A habeas corpus petition is an application by which a detained individual obtains judicial review of his or her detention. While Congress has authorized the detention of aliens who have been ordered removed from the United States, see 8 U.S.C. § 1231, there are limits to that authority. Indefinite civil detention of any individual, regardless of their citizenship status, may raise serious constitutional issues concerning the liberty protected by the Due Process Clause of the United States Constitution. Zadvydas v. Davis, 533 U.S. 678, 679 (2001). Lack of cooperation from the destination country or bureaucratic obstacles are just some of the reasons why removal may be significantly delayed. For example, government instability in Somalia has resulted in the detention of Somalian aliens in the United States for many months beyond the date of their removal order. See Ali v. Ashcroft, 346 F.3d 873 (9th Cir. 2003); Jabir v. Ashcroft, No. Civ.A. 03-2480, 2004 WL 60318 (E.D. La. Jan. 8, 2004).

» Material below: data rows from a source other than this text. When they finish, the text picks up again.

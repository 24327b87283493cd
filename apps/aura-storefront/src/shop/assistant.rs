use super::*;

impl AssistantPanel {
    pub(super) fn new() -> Self {
        Self {
            open: false,
            input: String::new(),
            transcript: vec![ChatTurn::assistant(ASSISTANT_GREETING)],
            next_request_id: 1,
            inflight_request_id: None,
            reply_receiver: None,
        }
    }

    pub(super) fn is_pending(&self) -> bool {
        self.inflight_request_id.is_some()
    }
}

impl StorefrontApp {
    /// Submits the drafted message to the concierge on a worker thread.
    /// A second submission while one is in flight is ignored.
    pub(super) fn send_chat_message(&mut self) {
        if self.assistant.is_pending() {
            return;
        }

        let message = self.assistant.input.trim().to_owned();
        if message.is_empty() {
            return;
        }
        self.assistant.input.clear();

        // The transcript sent to the concierge is the conversation so
        // far; the new message rides separately.
        let transcript = self.assistant.transcript.clone();
        self.assistant.transcript.push(ChatTurn::user(message.clone()));

        let request_id = self.assistant.next_request_id;
        self.assistant.next_request_id = self.assistant.next_request_id.saturating_add(1);
        self.assistant.inflight_request_id = Some(request_id);

        let catalog = self.nav.catalog().clone();
        let (tx, rx) = mpsc::channel();
        self.assistant.reply_receiver = Some(rx);

        let chat_job = move || {
            let text = match GeminiTransport::new() {
                Ok(transport) => {
                    Concierge::new(catalog, transport).send_message(&transcript, &message)
                }
                Err(error) => {
                    log::warn!("concierge transport unavailable: {error}");
                    UNREACHABLE_APOLOGY.to_owned()
                }
            };
            let _ = tx.send(AssistantReply { request_id, text });
        };

        if thread::Builder::new()
            .name("aura-concierge".to_owned())
            .stack_size(ASSISTANT_THREAD_STACK_SIZE)
            .spawn(chat_job)
            .is_err()
        {
            self.assistant.inflight_request_id = None;
            self.assistant.reply_receiver = None;
            self.assistant
                .transcript
                .push(ChatTurn::assistant(UNREACHABLE_APOLOGY));
        }
    }

    pub(super) fn poll_assistant(&mut self) {
        loop {
            let reply = self
                .assistant
                .reply_receiver
                .as_ref()
                .and_then(|receiver| receiver.try_recv().ok());

            let Some(reply) = reply else {
                break;
            };

            if Some(reply.request_id) != self.assistant.inflight_request_id {
                continue;
            }

            self.assistant.inflight_request_id = None;
            self.assistant.reply_receiver = None;
            self.assistant.transcript.push(ChatTurn::assistant(reply.text));
        }
    }
}
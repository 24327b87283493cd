use aura_cart::CartStore;
use aura_catalog::JournalArticle;
use aura_catalog::Product;
use aura_concierge::ChatRole;
use aura_concierge::ChatTurn;
use aura_concierge::Concierge;
use aura_concierge::GeminiTransport;
use aura_concierge::UNREACHABLE_APOLOGY;
use aura_core::StorefrontResult;
use aura_nav::NavigationController;
use aura_nav::ScrollBehavior;
use aura_nav::ViewHost;
use aura_nav::ViewState;
use eframe::egui;
use std::collections::HashMap;
use std::sync::mpsc;
use std::thread;
use std::time::Duration;

include!("constants.rs");
include!("types.rs");

mod assistant;
mod scroll;
mod startup;
mod ui;

pub(crate) use startup::run;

The Supreme Court addressed this "indefinite detention"; problem in Zadvydas v. Davis, and rendered a decision that now governs courts' review of petitions for writs of habeas corpus where an alien has been ordered removed but the government has been unable to effectuate the alien's removal during the statutory 90-day "removal period";, after final order of removal was entered. Id. at 682 (citing 8 U.S.C. § 1231). In Zadvydas, the Supreme Court established that once a final order of removal is entered, six months is a reasonable period to detain the alien while the government endeavors to effect removal. Id. at 701. Although the expiration of this presumptively reasonable period of time does not necessitate the immediate release of the alien, the court may order supervised release if the alien can show "there is good reason to believe that there is no significant likelihood of removal in the reasonably foreseeable future."; Id. If the alien makes this showing, "the Government must respond with evidence sufficient to rebut that showing."; Id. The Court explained that, "for detention to remain reasonable, as the period of prior post-detention removal confinement grows, what counts as the 'reasonably foreseeable future' conversely would have to shrink."; Id.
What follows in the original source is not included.